Walter Maponyane

Personal information
- Full name: Walter Maponyane
- Date of birth: 27 November 1987 (age 37)
- Place of birth: Malamulele, South Africa
- Position(s): Right-back

Team information
- Current team: Polokwane City

Senior career*
- Years: Team / Apps / (Gls)
- 0000–2009: Als Puk Tawana
- 2009–2010: Bidvest Wits
- 2010–2011: M Tigers
- 2011–2014: Mamelodi Sundowns / 6 / (0)
- 2012–2013: → United FC (loan) / 27 / (6)
- 2013–2014: → Chippa United (loan) / 18 / (0)
- 2014–2016: Royal Eagles / 30 / (11)
- 2016: Chippa United / 8 / (0)
- 2016–2020: Polokwane City / 27 / (0)

International career
- South Africa U20 / 7 / (1)

= Walter Maponyane =

South African soccer player

Walter Maponyane (born 27 November 1987 in Malamulele) is a South African football (soccer) player for Premier Soccer League clubs.

Maponyane was previously known as Choppa Mboweni.
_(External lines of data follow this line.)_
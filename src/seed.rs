//! Deterministic name-keyed seeds.
//!
//! Every "randomized" branch in the estimators draws from these seeds
//! instead of a real RNG, so repeated queries for the same object render
//! identically. The construction is intentionally simple: sum the
//! character codes of the name, multiply by a small prime salt, and take
//! modulo 100 over 100. This is demo variation, not simulation-quality
//! randomness.

/// Salt primes used across the estimators.
///
/// Distinct primes give visibly different seed streams from one name hash.
pub mod salts {
    pub const PROBABILITY: u64 = 7;
    pub const LATITUDE: u64 = 13;
    pub const LONGITUDE: u64 = 17;
    pub const TIME_OFFSET: u64 = 19;
    pub const ENERGY_BAND: u64 = 23;
    pub const HAZARD_BONUS: u64 = 29;
    pub const SIZE_BONUS: u64 = 31;
    pub const SCORE_SCALE: u64 = 37;
    pub const THRESHOLD_LOW: u64 = 41;
    pub const THRESHOLD_MEDIUM: u64 = 43;
    pub const THRESHOLD_HIGH: u64 = 47;
    pub const FALLBACK: u64 = 53;
    pub const PHRASING: u64 = 59;
}

/// Character-code sum of the object name.
///
/// An empty name hashes to a fixed non-zero value so that even degenerate
/// records get stable, distinguishable-from-zero seeds.
pub fn name_hash(name: &str) -> u64 {
    let sum: u64 = name.chars().map(|c| c as u64).sum();
    if sum == 0 { 97 } else { sum }
}

/// Stable pseudo-random value in [0, 1) for a name and salt prime.
///
/// Identical `(name, salt)` always yields the identical seed; different
/// salts decorrelate the streams enough for display purposes.
pub fn seed(name: &str, salt: u64) -> f64 {
    (name_hash(name).wrapping_mul(salt) % 100) as f64 / 100.0
}

/// Seeded value mapped into the range [lo, hi).
pub fn jitter(name: &str, salt: u64, lo: f64, hi: f64) -> f64 {
    lo + seed(name, salt) * (hi - lo)
}
//! Top-level impact prediction.
//!
//! `predict` runs every estimator off the same input record and assembles
//! the result. Each estimator already degrades internally, and the
//! assembled prediction is validated once more at the end: if anything
//! slipped through non-finite or out of range, the whole record is rebuilt
//! on the self-contained seeded fallback path. Callers therefore always
//! receive a structurally valid prediction and never an error.

use crate::asteroid::AsteroidData;
use crate::seed::{jitter, salts};
use crate::types::{
    ImpactPrediction, ImpactScenario, MAX_AFFECTED_RADIUS_KM, MAX_CRATER_DEPTH_M,
    MAX_CRATER_DIAMETER_M, MAX_ENERGY_MT, MAX_PROBABILITY, MIN_AFFECTED_RADIUS_KM,
    MIN_CRATER_DEPTH_M, MIN_CRATER_DIAMETER_M, MIN_ENERGY_MT, MIN_PROBABILITY,
};
use crate::{energy, location, probability, radius, risk};

/// Compute the nominal impact prediction for one object.
pub fn predict(asteroid: &AsteroidData) -> ImpactPrediction {
    let impact_probability = probability::impact_probability(asteroid);
    let impact_energy = energy::impact_energy_megatons(asteroid);
    let crater_size = energy::crater_size(asteroid, impact_energy);
    let affected_radius = radius::affected_radius_km(&asteroid.name, impact_energy);
    let impact_location = location::impact_location(asteroid);
    let impact_time = location::impact_time(asteroid);
    let confidence = risk::confidence(asteroid, impact_probability);
    let risk_level = risk::risk_level(asteroid, impact_probability, impact_energy);

    let prediction = ImpactPrediction {
        impact_probability,
        impact_location,
        impact_time,
        impact_energy,
        crater_size,
        affected_radius,
        confidence,
        risk_level,
        scenario: ImpactScenario::Nominal,
    };

    if is_structurally_valid(&prediction) {
        prediction
    } else {
        tracing::warn!(
            name = %asteroid.name,
            "assembled prediction failed validation, rebuilding on fallback path"
        );
        fallback_prediction(asteroid)
    }
}

/// Fully self-contained fallback prediction.
///
/// Uses only the guarded accessors and the name seeds, with simpler
/// formulas and the same clamps, so it is total for any input record.
pub fn fallback_prediction(asteroid: &AsteroidData) -> ImpactPrediction {
    let impact_probability = probability::fallback_probability(asteroid);

    // Coarse cube/square scaling standing in for the full mass derivation.
    let average_diameter = asteroid.average_diameter();
    let velocity = asteroid.velocity_km_s();
    let impact_energy = ((average_diameter / 100.0).powi(3) * (velocity / 20.0).powi(2) * 50.0)
        .clamp(MIN_ENERGY_MT, MAX_ENERGY_MT);

    let crater_size = energy::fallback_crater_size(impact_energy);
    let affected_radius = radius::fallback_radius_km(impact_energy);

    // Location/time estimators are already total.
    let impact_location = location::impact_location(asteroid);
    let impact_time = location::impact_time(asteroid);

    // Fallback predictions advertise reduced confidence.
    let confidence = jitter(&asteroid.name, salts::FALLBACK, 25.0, 45.0);
    let risk_level = risk::risk_level(asteroid, impact_probability, impact_energy);

    ImpactPrediction {
        impact_probability,
        impact_location,
        impact_time,
        impact_energy,
        crater_size,
        affected_radius,
        confidence,
        risk_level,
        scenario: ImpactScenario::Nominal,
    }
}

/// Final structural check on an assembled prediction.
pub(crate) fn is_structurally_valid(prediction: &ImpactPrediction) -> bool {
    let p = prediction;
    p.impact_probability.is_finite()
        && (MIN_PROBABILITY..=MAX_PROBABILITY).contains(&p.impact_probability)
        && p.impact_energy.is_finite()
        && (MIN_ENERGY_MT..=MAX_ENERGY_MT).contains(&p.impact_energy)
        && p.crater_size.diameter.is_finite()
        && (MIN_CRATER_DIAMETER_M..=MAX_CRATER_DIAMETER_M).contains(&p.crater_size.diameter)
        && p.crater_size.depth.is_finite()
        && (MIN_CRATER_DEPTH_M..=MAX_CRATER_DEPTH_M).contains(&p.crater_size.depth)
        && p.crater_size.depth < p.crater_size.diameter
        && p.affected_radius.is_finite()
        && (MIN_AFFECTED_RADIUS_KM..=MAX_AFFECTED_RADIUS_KM).contains(&p.affected_radius)
        && p.confidence.is_finite()
        && (0.0..=100.0).contains(&p.confidence)
        && (-90.0..=90.0).contains(&p.impact_location.latitude)
        && (-180.0..=180.0).contains(&p.impact_location.longitude)
        && !p.impact_time.is_empty()
}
He played under the identity of Choppa Mboweni for the South Africa Under-20 national 2009 and 2010, it was later found that he was over-age. He was previously considered to have been 20 years of age in 2011 under the guise of Mboweni.

He spent the 2012–13 season on loan at National First Division side United FC.